Mind Over Matter – Moving Forward

November 1, 2011 at 2:38 pm (Multiple Sclerosis, Trigeminal Neuralgia)

I am going to speak directly to those who struggle with chronic illness in this blog. To those of you who find that merely going through life every day is overwhelming, I want to encourage you.

I understand.

If you’ve read my blog regularly or know me, you realize that I have multiple sclerosis and trigeminal neuralgia. I know what it is like to crawl out of bed every morning, not knowing if the pain in my head will begin once I shift and change the gravitation pull on my face.

Because I have spasticity, I am curled up into a little ball. I must carefully stretch each finger, toe, leg and arm, and then the really painful part, put my feet on the floor and stand up. Once I master that, I head to the bathroom… (a girl’s gotta do what a girl’s gotta do 🙂 ) Then I trudge down to the kitchen to brew a pot of coffee, eat a bowl of Frosted Flakes, and turn on Mike & Mike In The Morning on ESPN2. Before noon I have also usually had my devotions and exercised either on my Pilates machine or my elliptical.

I evaluate my pain level every day before I medicate. I need to “trick my system” so my body doesn’t expect the same doses every day. Sometimes I have to bring out the “big guns!” The day after I take my betaseron injection, I usually feel like I have the flu – adding insult to injury.
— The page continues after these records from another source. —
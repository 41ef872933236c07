use std::collections::{BTreeSet, HashMap};
use std::fs;
use std::path::{Path, PathBuf};

use chrono::{DateTime, Utc};
use parking_lot::RwLock;
use tracing::{debug, info, warn};

use super::query::Query;
use super::store::{DatabaseDump, Store};
use super::types::{
    DatabaseConfig, DatabaseError, DatabaseInfo, DbResult, QueryResult, QueryRow,
};
use crate::lifecycle::{Lifecycle, Manager};

#[derive(Debug, Clone)]
struct OpenDatabase {
    store: Store,
    last_modified: Option<DateTime<Utc>>,
}

#[derive(Debug, Default)]
struct DatabaseState {
    /// Open handles. For in-memory databases this is also the registry.
    open: HashMap<String, OpenDatabase>,
    current: Option<String>,
}

/// Named sled databases with a current-connection cursor.
#[derive(Debug)]
pub struct DatabaseManager {
    lifecycle: Lifecycle,
    config: RwLock<DatabaseConfig>,
    state: RwLock<DatabaseState>,
}

impl Default for DatabaseManager {
    fn default() -> Self {
        Self::new(DatabaseConfig::default())
    }
}

pub fn validate_database_name(name: &str) -> DbResult<()> {
    let ok = !name.is_empty()
        && name
            .chars()
            .all(|c| c.is_ascii_alphanumeric() || c == '_' || c == '-');
    if ok {
        Ok(())
    } else {
        Err(DatabaseError::InvalidName(name.to_string()))
    }
}

impl DatabaseManager {
    pub fn new(config: DatabaseConfig) -> Self {
        Self {
            lifecycle: Lifecycle::new("database"),
            config: RwLock::new(config),
            state: RwLock::new(DatabaseState::default()),
        }
    }

    pub fn config(&self) -> DatabaseConfig {
        self.config.read().clone()
    }

    /// Directory of `name` under the databases root. The name is validated
    /// here so no caller can resolve a path outside that root.
    fn path_for(&self, name: &str) -> DbResult<Option<PathBuf>> {
        validate_database_name(name)?;
        Ok(self.config.read().root().map(|root| root.join(name)))
    }

    fn exists(&self, state: &DatabaseState, name: &str) -> DbResult<bool> {
        Ok(state.open.contains_key(name) || self.path_for(name)?.is_some_and(|p| p.is_dir()))
    }

    /// Cached handle, opening the on-disk database on first use.
    fn handle(&self, state: &mut DatabaseState, name: &str) -> DbResult<Store> {
        validate_database_name(name)?;
        if let Some(db) = state.open.get(name) {
            return Ok(db.store.clone());
        }
        let path = self
            .path_for(name)?
            .filter(|p| p.is_dir())
            .ok_or_else(|| DatabaseError::NotFound(name.to_string()))?;
        let last_modified = fs::metadata(&path)
            .and_then(|m| m.modified())
            .ok()
            .map(DateTime::<Utc>::from);
        let store = Store::open(&path)?;
        state.open.insert(
            name.to_string(),
            OpenDatabase {
                store: store.clone(),
                last_modified,
            },
        );
        Ok(store)
    }

    fn open_new(&self, state: &mut DatabaseState, name: &str) -> DbResult<Store> {
        if self.exists(state, name)? {
            return Err(DatabaseError::AlreadyExists(name.to_string()));
        }
        let store = match self.path_for(name)? {
            Some(path) => {
                fs::create_dir_all(&path).map_err(|source| DatabaseError::Io {
                    path: path.clone(),
                    source,
                })?;
                Store::open(&path)?
            }
            None => Store::open_temporary()?,
        };
        state.open.insert(
            name.to_string(),
            OpenDatabase {
                store: store.clone(),
                last_modified: Some(Utc::now()),
            },
        );
        Ok(store)
    }

    // -----------------------------------------------------------------------
    // Databases
    // -----------------------------------------------------------------------

    pub fn create_database(&self, name: &str) -> DbResult<()> {
        self.lifecycle.ensure_ready()?;
        let mut state = self.state.write();
        self.open_new(&mut state, name)?;
        info!(database = name, "database created");
        Ok(())
    }

    /// Drop a database and its files, disconnecting first if it is current.
    pub fn delete_database(&self, name: &str) -> DbResult<()> {
        self.lifecycle.ensure_ready()?;
        let mut state = self.state.write();
        if !self.exists(&state, name)? {
            return Err(DatabaseError::NotFound(name.to_string()));
        }
        if state.current.as_deref() == Some(name) {
            state.current = None;
        }
        state.open.remove(name);
        if let Some(path) = self.path_for(name)?.filter(|p| p.exists()) {
            fs::remove_dir_all(&path).map_err(|source| DatabaseError::Io { path, source })?;
        }
        info!(database = name, "database deleted");
        Ok(())
    }

    pub fn connect(&self, name: &str) -> DbResult<()> {
        self.lifecycle.ensure_ready()?;
        let mut state = self.state.write();
        self.handle(&mut state, name)?;
        state.current = Some(name.to_string());
        debug!(database = name, "connected");
        Ok(())
    }

    /// Flush and clear the current database. Disconnecting twice is fine.
    pub fn disconnect(&self) -> DbResult<()> {
        self.lifecycle.ensure_ready()?;
        let mut state = self.state.write();
        if let Some(name) = state.current.take() {
            if let Some(db) = state.open.get(&name) {
                db.store.flush()?;
            }
            debug!(database = %name, "disconnected");
        }
        Ok(())
    }

    pub fn is_connected(&self) -> bool {
        self.state.read().current.is_some()
    }

    pub fn current_database(&self) -> Option<String> {
        self.state.read().current.clone()
    }

    pub fn get_database_info(&self, name: &str) -> DbResult<DatabaseInfo> {
        self.lifecycle.ensure_ready()?;
        let mut state = self.state.write();
        let store = self.handle(&mut state, name)?;
        let last_modified = state.open.get(name).and_then(|db| db.last_modified);
        Ok(DatabaseInfo {
            name: name.to_string(),
            size_on_disk: store.size_on_disk(),
            tables: store.tables(),
            last_modified,
        })
    }

    /// Every database, open or on disk, sorted by name.
    pub fn list_databases(&self) -> DbResult<Vec<String>> {
        self.lifecycle.ensure_ready()?;
        let mut names: BTreeSet<String> = self.state.read().open.keys().cloned().collect();
        if let Some(root) = self.config.read().root() {
            if let Ok(entries) = fs::read_dir(&root) {
                for entry in entries.flatten() {
                    if entry.path().is_dir() {
                        if let Some(name) = entry.file_name().to_str() {
                            if validate_database_name(name).is_ok() {
                                names.insert(name.to_string());
                            }
                        }
                    }
                }
            }
        }
        Ok(names.into_iter().collect())
    }

    // -----------------------------------------------------------------------
    // Key-value access on the current database
    // -----------------------------------------------------------------------

    fn current_store(&self) -> DbResult<Store> {
        self.lifecycle.ensure_ready()?;
        let state = self.state.read();
        let name = state.current.as_ref().ok_or(DatabaseError::NotConnected)?;
        state
            .open
            .get(name)
            .map(|db| db.store.clone())
            .ok_or(DatabaseError::NotConnected)
    }

    fn touch(&self) {
        let mut state = self.state.write();
        if let Some(name) = state.current.clone() {
            if let Some(db) = state.open.get_mut(&name) {
                db.last_modified = Some(Utc::now());
            }
        }
    }

    pub fn put(&self, table: &str, key: &str, value: &serde_json::Value) -> DbResult<()> {
        self.current_store()?.put(table, key, value)?;
        self.touch();
        Ok(())
    }

    pub fn get(&self, table: &str, key: &str) -> DbResult<Option<serde_json::Value>> {
        self.current_store()?.get(table, key)
    }

    pub fn delete(&self, table: &str, key: &str) -> DbResult<bool> {
        let removed = self.current_store()?.delete(table, key)?;
        if removed {
            self.touch();
        }
        Ok(removed)
    }

    pub fn scan(&self, table: &str, prefix: &str) -> DbResult<Vec<(String, serde_json::Value)>> {
        self.current_store()?.scan(table, prefix)
    }

    /// Run one command of the query language against the current database.
    pub fn execute_query(&self, query: &str) -> DbResult<QueryResult> {
        let parsed = Query::parse(query)?;
        let store = self.current_store()?;
        let result = match parsed {
            Query::Get { table, key } => QueryResult {
                rows: store
                    .get(&table, &key)?
                    .map(|value| QueryRow { table, key, value })
                    .into_iter()
                    .collect(),
                affected: 0,
            },
            Query::Put { table, key, value } => {
                store.put(&table, &key, &value)?;
                self.touch();
                QueryResult {
                    rows: Vec::new(),
                    affected: 1,
                }
            }
            Query::Delete { table, key } => {
                let removed = store.delete(&table, &key)?;
                if removed {
                    self.touch();
                }
                QueryResult {
                    rows: Vec::new(),
                    affected: usize::from(removed),
                }
            }
            Query::Scan { table, prefix } => QueryResult {
                rows: store
                    .scan(&table, &prefix)?
                    .into_iter()
                    .map(|(key, value)| QueryRow {
                        table: table.clone(),
                        key,
                        value,
                    })
                    .collect(),
                affected: 0,
            },
            Query::Tables => {
                let mut rows = Vec::new();
                for table in store.tables() {
                    let entries = store.table_len(&table)?;
                    rows.push(QueryRow {
                        table,
                        key: String::new(),
                        value: serde_json::json!({ "entries": entries }),
                    });
                }
                QueryResult { rows, affected: 0 }
            }
        };
        debug!(query, rows = result.rows.len(), affected = result.affected, "query executed");
        Ok(result)
    }

    // -----------------------------------------------------------------------
    // Backup and restore
    // -----------------------------------------------------------------------

    /// Write every table of `name` to a bincode file. Returns the number of
    /// entries written.
    pub fn backup_database(&self, name: &str, path: impl AsRef<Path>) -> DbResult<usize> {
        self.lifecycle.ensure_ready()?;
        let store = {
            let mut state = self.state.write();
            self.handle(&mut state, name)?
        };
        let dump = store.export()?;
        let bytes =
            bincode::serialize(&dump).map_err(|e| DatabaseError::Serialization(e.to_string()))?;
        let path = path.as_ref();
        fs::write(path, bytes).map_err(|source| DatabaseError::Io {
            path: path.to_path_buf(),
            source,
        })?;
        info!(database = name, path = %path.display(), entries = dump.entry_count(), "database backed up");
        Ok(dump.entry_count())
    }

    /// Create `name` fresh and load a backup file into it.
    pub fn restore_database(&self, name: &str, path: impl AsRef<Path>) -> DbResult<usize> {
        self.lifecycle.ensure_ready()?;
        let path = path.as_ref();
        let bytes = fs::read(path).map_err(|source| DatabaseError::Io {
            path: path.to_path_buf(),
            source,
        })?;
        let dump: DatabaseDump =
            bincode::deserialize(&bytes).map_err(|e| DatabaseError::Serialization(e.to_string()))?;

        let store = {
            let mut state = self.state.write();
            self.open_new(&mut state, name)?
        };
        let outcome = store.import(&dump);
        drop(store);
        match outcome {
            Ok(restored) => {
                info!(database = name, entries = restored, "database restored");
                Ok(restored)
            }
            Err(e) => {
                self.discard(name);
                Err(e)
            }
        }
    }

    /// Forget a half-built database and remove its files.
    fn discard(&self, name: &str) {
        let mut state = self.state.write();
        if state.current.as_deref() == Some(name) {
            state.current = None;
        }
        state.open.remove(name);
        drop(state);
        if let Ok(Some(path)) = self.path_for(name) {
            if let Err(e) = fs::remove_dir_all(&path) {
                warn!(database = name, error = %e, "failed to remove partial database");
            }
        }
    }
}

impl Manager for DatabaseManager {
    type Error = DatabaseError;

    fn lifecycle(&self) -> &Lifecycle {
        &self.lifecycle
    }

    fn initialize(&self) -> Result<(), DatabaseError> {
        self.lifecycle.initialize()?;
        if let Some(root) = self.config.read().root() {
            if let Err(source) = fs::create_dir_all(&root) {
                self.lifecycle.fail();
                return Err(DatabaseError::Io { path: root, source });
            }
            debug!(root = %root.display(), "database manager initialized");
        } else {
            debug!("database manager initialized in memory");
        }
        Ok(())
    }

    /// Flush every open database, then reset regardless. The first flush
    /// failure is returned after the reset.
    fn shutdown(&self) -> Result<(), DatabaseError> {
        let mut state = self.state.write();
        let mut first_error = None;
        for (name, db) in &state.open {
            if let Err(e) = db.store.flush() {
                warn!(database = %name, error = %e, "flush failed during shutdown");
                first_error.get_or_insert(e);
            }
        }
        *state = DatabaseState::default();
        drop(state);
        self.lifecycle.reset();
        debug!("database manager shut down");
        match first_error {
            Some(e) => Err(e),
            None => Ok(()),
        }
    }
}
//! # C ABI
//!
//! Conventions shared by every export:
//!
//! - Handles are opaque pointers from `satox_*_create`, released with the
//!   matching `satox_*_destroy`. Managers come back already initialized.
//! - Returned strings are heap-allocated and must be released with
//!   [`satox_free_string`]. Structured results are JSON.
//! - Failure is `-1` or null; [`satox_last_error`] then describes it.
//! - Panics never cross the boundary.

use std::cell::RefCell;
use std::ffi::{CStr, CString};
use std::panic::{catch_unwind, AssertUnwindSafe};
use std::sync::{Arc, OnceLock};

use libc::{c_char, c_int, c_void};
use parking_lot::Mutex;
use serde::Serialize;
use tokio::runtime::Runtime;
use tracing::{debug, warn};

use crate::config::{SdkConfig, SDK_VERSION_C};
use crate::sdk::SatoxSdk;

pub mod asset;
pub mod blockchain;
pub mod database;
pub mod ipfs;
pub mod network;
pub mod nft;
pub mod security;

thread_local! {
    static LAST_ERROR: RefCell<Option<String>> = const { RefCell::new(None) };
}

pub(crate) type FfiResult<T> = Result<T, String>;

pub(crate) fn set_last_error(message: impl Into<String>) {
    let message = message.into();
    debug!(error = %message, "C ABI call failed");
    LAST_ERROR.with(|e| *e.borrow_mut() = Some(message));
}

fn clear_last_error() {
    LAST_ERROR.with(|e| *e.borrow_mut() = None);
}

/// The last error raised on this thread, or null. Free with
/// [`satox_free_string`].
#[no_mangle]
pub extern "C" fn satox_last_error() -> *mut c_char {
    LAST_ERROR.with(|e| match e.borrow().as_deref() {
        Some(message) => CString::new(message.replace('\0', " "))
            .map(CString::into_raw)
            .unwrap_or(std::ptr::null_mut()),
        None => std::ptr::null_mut(),
    })
}

/// # Safety
/// `ptr` must come from this library and not have been freed already.
#[no_mangle]
pub unsafe extern "C" fn satox_free_string(ptr: *mut c_char) {
    if !ptr.is_null() {
        drop(CString::from_raw(ptr));
    }
}

// ---------------------------------------------------------------------------
// Marshalling helpers
// ---------------------------------------------------------------------------

/// Borrow a required C string argument.
///
/// # Safety
/// `ptr` must be null or point at a NUL-terminated string that outlives
/// the call.
pub(crate) unsafe fn arg<'a>(ptr: *const c_char, name: &str) -> FfiResult<&'a str> {
    if ptr.is_null() {
        return Err(format!("{name} is null"));
    }
    CStr::from_ptr(ptr)
        .to_str()
        .map_err(|_| format!("{name} is not valid UTF-8"))
}

/// Like [`arg`], but null reads as `None`.
///
/// # Safety
/// Same as [`arg`].
pub(crate) unsafe fn opt_arg<'a>(ptr: *const c_char, name: &str) -> FfiResult<Option<&'a str>> {
    if ptr.is_null() {
        Ok(None)
    } else {
        arg(ptr, name).map(Some)
    }
}

pub(crate) fn to_c_string(value: String) -> FfiResult<*mut c_char> {
    CString::new(value)
        .map(CString::into_raw)
        .map_err(|_| "result contains an interior NUL byte".to_string())
}

pub(crate) fn to_json<T: Serialize>(value: &T) -> FfiResult<*mut c_char> {
    let json = serde_json::to_string(value).map_err(|e| e.to_string())?;
    to_c_string(json)
}

/// Parse an optional JSON config; null or empty means the default.
///
/// # Safety
/// Same as [`arg`].
pub(crate) unsafe fn config_arg<T>(ptr: *const c_char) -> FfiResult<T>
where
    T: serde::de::DeserializeOwned + Default,
{
    match opt_arg(ptr, "config_json")? {
        Some(json) if !json.trim().is_empty() => {
            serde_json::from_str(json).map_err(|e| format!("invalid config_json: {e}"))
        }
        _ => Ok(T::default()),
    }
}

pub(crate) fn into_handle<T>(value: T) -> *mut c_void {
    Box::into_raw(Box::new(value)).cast()
}

/// # Safety
/// `handle` must be null or come from [`into_handle::<T>`] and still be live.
pub(crate) unsafe fn handle<'a, T>(handle: *mut c_void) -> FfiResult<&'a T> {
    handle
        .cast::<T>()
        .as_ref()
        .ok_or_else(|| "handle is null".to_string())
}

/// # Safety
/// `handle` must be null or come from [`into_handle::<T>`], and must not be
/// used afterwards.
pub(crate) unsafe fn destroy<T>(handle: *mut c_void) {
    if !handle.is_null() {
        drop(Box::from_raw(handle.cast::<T>()));
    }
}

fn guarded<R>(fail: R, f: impl FnOnce() -> FfiResult<R>) -> R {
    clear_last_error();
    match catch_unwind(AssertUnwindSafe(f)) {
        Ok(Ok(value)) => value,
        Ok(Err(message)) => {
            set_last_error(message);
            fail
        }
        Err(_) => {
            set_last_error("internal panic");
            fail
        }
    }
}

/// Run `f`, mapping `Err` and panics to `-1`.
pub(crate) fn status(f: impl FnOnce() -> FfiResult<c_int>) -> c_int {
    guarded(-1, f)
}

/// Run `f`, mapping `Err` and panics to null.
pub(crate) fn pointer<T>(f: impl FnOnce() -> FfiResult<*mut T>) -> *mut T {
    guarded(std::ptr::null_mut(), f)
}

// ---------------------------------------------------------------------------
// Runtime and global SDK
// ---------------------------------------------------------------------------

static RUNTIME: OnceLock<Result<Runtime, String>> = OnceLock::new();
static SDK: OnceLock<Mutex<Option<Arc<SatoxSdk>>>> = OnceLock::new();

/// The multi-threaded runtime that drives async managers behind the ABI.
pub(crate) fn runtime() -> FfiResult<&'static Runtime> {
    RUNTIME
        .get_or_init(|| {
            tokio::runtime::Builder::new_multi_thread()
                .thread_name("satox-ffi")
                .enable_all()
                .build()
                .map_err(|e| format!("failed to start runtime: {e}"))
        })
        .as_ref()
        .map_err(Clone::clone)
}

fn sdk_slot() -> &'static Mutex<Option<Arc<SatoxSdk>>> {
    SDK.get_or_init(|| Mutex::new(None))
}

fn global_sdk() -> FfiResult<Arc<SatoxSdk>> {
    sdk_slot()
        .lock()
        .clone()
        .ok_or_else(|| "SDK not initialized".to_string())
}

fn initialize_with(config: SdkConfig) -> FfiResult<c_int> {
    let mut slot = sdk_slot().lock();
    if slot.is_some() {
        return Ok(0);
    }
    runtime()?;
    let sdk = SatoxSdk::with_config(config).map_err(|e| e.to_string())?;
    sdk.initialize().map_err(|e| e.to_string())?;
    *slot = Some(Arc::new(sdk));
    Ok(0)
}

/// Initialize the global SDK with default configuration. Idempotent.
#[no_mangle]
pub extern "C" fn satox_sdk_initialize() -> c_int {
    status(|| initialize_with(SdkConfig::default()))
}

/// Initialize the global SDK from a JSON [`SdkConfig`]. Idempotent.
///
/// # Safety
/// `config_json` must be null or a valid C string.
#[no_mangle]
pub unsafe extern "C" fn satox_sdk_initialize_with_config(config_json: *const c_char) -> c_int {
    status(|| {
        let config: SdkConfig = config_arg(config_json)?;
        config.validate().map_err(|e| e.to_string())?;
        initialize_with(config)
    })
}

#[no_mangle]
pub extern "C" fn satox_sdk_shutdown() {
    let taken = sdk_slot().lock().take();
    let Some(sdk) = taken else {
        return;
    };
    match runtime() {
        Ok(rt) => {
            if let Err(e) = rt.block_on(sdk.shutdown()) {
                warn!(error = %e, "SDK shutdown failed");
            }
        }
        Err(e) => warn!(error = %e, "no runtime for SDK shutdown"),
    }
}

/// Static string; do not free.
#[no_mangle]
pub extern "C" fn satox_sdk_get_version() -> *const c_char {
    SDK_VERSION_C.as_ptr().cast()
}

/// # Safety
/// `address` must be a valid C string.
#[no_mangle]
pub unsafe extern "C" fn satox_sdk_connect(address: *const c_char, port: u16) -> c_int {
    status(|| {
        let address = arg(address, "address")?;
        let sdk = global_sdk()?;
        runtime()?
            .block_on(sdk.connect(address, port))
            .map_err(|e| e.to_string())?;
        Ok(0)
    })
}

/// # Safety
/// `address` must be a valid C string.
#[no_mangle]
pub unsafe extern "C" fn satox_sdk_disconnect(address: *const c_char, port: u16) -> c_int {
    status(|| {
        let address = arg(address, "address")?;
        global_sdk()?
            .disconnect(address, port)
            .map_err(|e| e.to_string())?;
        Ok(0)
    })
}

#[cfg(test)]
pub(crate) mod tests {
    use super::*;

    /// Take ownership of a returned string.
    pub(crate) fn take(ptr: *mut c_char) -> String {
        assert!(!ptr.is_null(), "call failed: {}", last_error());
        let value = unsafe { CStr::from_ptr(ptr) }.to_str().unwrap().to_string();
        unsafe { satox_free_string(ptr) };
        value
    }

    pub(crate) fn last_error() -> String {
        let ptr = satox_last_error();
        if ptr.is_null() {
            return String::new();
        }
        let value = unsafe { CStr::from_ptr(ptr) }.to_str().unwrap().to_string();
        unsafe { satox_free_string(ptr) };
        value
    }

    pub(crate) fn c(s: &str) -> CString {
        CString::new(s).unwrap()
    }

    #[test]
    fn version_is_static() {
        let v = unsafe { CStr::from_ptr(satox_sdk_get_version()) };
        assert_eq!(v.to_str().unwrap(), "1.0.0");
    }

    #[test]
    fn errors_are_thread_local() {
        let code = unsafe { satox_sdk_disconnect(std::ptr::null(), 1) };
        assert_eq!(code, -1);
        assert_eq!(last_error(), "address is null");
        let other = std::thread::spawn(last_error).join().unwrap();
        assert!(other.is_empty());
    }

    #[test]
    fn free_null_is_harmless() {
        unsafe { satox_free_string(std::ptr::null_mut()) };
    }

    #[test]
    fn sdk_global_lifecycle() {
        let config = c(r#"{"enable_p2p":false,"enable_sync":false,"database":{"temporary":true}}"#);
        assert_eq!(unsafe { satox_sdk_initialize_with_config(config.as_ptr()) }, 0);
        assert_eq!(unsafe { satox_sdk_initialize_with_config(config.as_ptr()) }, 0);

        let unknown = c("10.0.0.1");
        assert_eq!(unsafe { satox_sdk_disconnect(unknown.as_ptr(), 9) }, -1);
        assert!(!last_error().is_empty());

        satox_sdk_shutdown();
        satox_sdk_shutdown();
    }
}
I tell you all of this not so you can pity me, but simply to state the facts of my life every day.

I also am very creative and productive throughout my day, with a few naps thrown in for good measure. Once my pain is (sometimes) treated, I usually do a bit of housework, dust, wash clothes, de-clutter. I am a mad de-clutterer, except when it comes to my shoes. I simply cannot get rid of any of them. I love them 🙂 .

Right now I am sewing a little wool coat, painting two pieces and at least every day move the beads around on my beading table in my art studio, braining out some designs.

My little purple coat -- ready for the polka-dot lining and beautiful black buttons


My rooster breadboard, in the beginning stages


My beading table -- it looks like chaos, but it is actually very ordered!


This long stretch velvet skirt is going to have a new life as a beautiful pocketbook -- I have already cut the seams apart, ready to cut out the pattern.

While I can no longer rehearse the choir, I can sing in the choir. I am helping to lead our sopranos (affectionately known as Minnie Mice) to victory. I can pound out notes and play keyboard for the praise band.

If I think too hard I just sit and weep. It is an act of my will to move through each day. I have learned, in 22 years of having multiple sclerosis, that if I consistently stay inside the circle of my ability, the circle gets smaller. I have diminished use of some of my skills just because of the natural progression of MS. I am working hard to move outside of my circle. I allow myself moments of despair (you can read some of my struggles further back in my blog) but try to not have days and days of despair.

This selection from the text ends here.